Having analysed data from 200 publications on the subject, Dr Conor Boland’s paper uncovers for the first time the dilemma that the further a material can be stretched, the less sensitive it is.
However, by introducing a new way for researchers to interpret their data, Dr Boland presents a method for researchers to understand how sensitivities and flexibilities can be optimised. These health monitoring nano-based materials need to be sensitive enough to measure a pulse with its subtle low strain stimuli, but also to maintain that sensitivity when measuring the large strains of a bending joint. The publication of this blueprint unleashes huge potential for all researchers in this field. Dr Boland hopes it will lead to a new golden age of healthcare, ushered in by wearable real-time health monitoring devices based on nanomaterials.

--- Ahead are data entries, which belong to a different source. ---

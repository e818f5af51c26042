//! Streaming connection task
//!
//! Owns the WebSocket. Inbound text frames are forwarded to the session as
//! deliveries; tokens the session activates locally arrive on the outbound
//! channel and go out as one text frame each. Exactly one
//! `ConnectionClosed` is reported, whatever ends the connection.

use futures::{SinkExt, StreamExt};
use tokio::sync::mpsc;
use tokio_tungstenite::tungstenite::Message;
use tracing::{debug, info, warn};
use url::Url;

use crate::events::{CloseReason, EventSender, SessionEvent};

/// Connect to `url` and pump frames until either side ends
pub async fn run_connection(
    url: Url,
    events: EventSender,
    mut outbound: mpsc::UnboundedReceiver<String>,
) {
    info!("Connecting to {}", url);

    let socket = match tokio_tungstenite::connect_async(url.as_str()).await {
        Ok((socket, _response)) => socket,
        Err(e) => {
            warn!("Connection to {} failed: {}", url, e);
            let _ = events.send(SessionEvent::ConnectionClosed(CloseReason::Error(e.to_string())));
            return;
        }
    };

    let _ = events.send(SessionEvent::ConnectionOpened);
    let (mut sink, mut stream) = socket.split();

    let reason = loop {
        tokio::select! {
            frame = stream.next() => match frame {
                Some(Ok(Message::Text(payload))) => {
                    let _ = events.send(SessionEvent::TokenReceived(payload));
                }
                Some(Ok(Message::Close(frame))) => {
                    debug!("Peer sent close: {:?}", frame);
                    break CloseReason::Normal;
                }
                Some(Ok(_)) => {}
                Some(Err(e)) => break CloseReason::Error(e.to_string()),
                None => break CloseReason::Normal,
            },
            token = outbound.recv() => match token {
                Some(token) => {
                    if let Err(e) = sink.send(Message::Text(token)).await {
                        break CloseReason::Error(e.to_string());
                    }
                }
                None => {
                    // Session is gone; nobody to report to
                    let _ = sink.send(Message::Close(None)).await;
                    break CloseReason::Normal;
                }
            },
        }
    };

    let _ = events.send(SessionEvent::ConnectionClosed(reason));
}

Dr Conor Boland, Lecturer in Materials Physics in the School of Mathematical and Physical Sciences at the University of Sussex, said:
“The goal of our research is to create soft, wearable health sensors using cost-efficient nanomaterials which are capable of real-time health monitoring. The potential of these materials would be invaluable to doctor surgeries and hospitals.
“But until now, researchers have been unable to compare our own successes with those of others. We've been making progress in a way which is akin to wandering into a dark wood with no torch. Our blueprint now shows researchers the way, unleashing the potential for many applications to follow.
“I hope these products will bring about the next golden age of healthcare, by allowing medics to be alerted remotely to changes in a patient’s health. The devices we’re working towards could provide early warning systems for a range of people: poorly patients on busy hospital wards; elderly people in care homes at risk of falling or sudden illness; those at risk of anaphylactic shock, characterised by a sudden drop in blood pressure.
“By spotting changes in pulse, blood pressure, joint movement and respiration rates, these products could potentially identify sickness before external symptoms reveal themselves. In that way, a patient could be helped sooner.
"There's scope for private commercial use too. Professional and amateur sport enthusiasts should in time see more effective health monitors coming to market. They may provide more accurate diagnostic sensors for rugby players or boxers at risk of concussion, which are sorely needed. And health sensors using nanomaterials could help worried parents too, whether that’s by alerting them to a newborn at risk of cot-death or a toddler with soaring temperatures and respiration rates.
“This blueprint we’ve published paves the way all of that."
This research paper in particular looks materials known as nanocomposites, a blend of a nanomaterial and a stretchy polymer, used as non-invasive sensors worn on the body. They either sit on the skin or are built into wireless devices similar to current commercial fitness devices. To measure a bending joint the material would be attached across the knuckle in the hand or knee; and to measure pulse or blood pressure, it would sit across the skin above the artery in the neck or wrist.
The paper looks at the relationship between three things: sensitivity (gauge factor), how far a material can stretch while making a measurement (working factor) and a material’s stiffness (Young’s modulus) and provides benchmarks for each which would describe the performance of an optimum sensing material.
While graphene is the best known nanomaterial, there are hundreds of others including Transition Metal Dichalcogenides, Carbon Nanotubes, Metallic Nanowires and MXenes.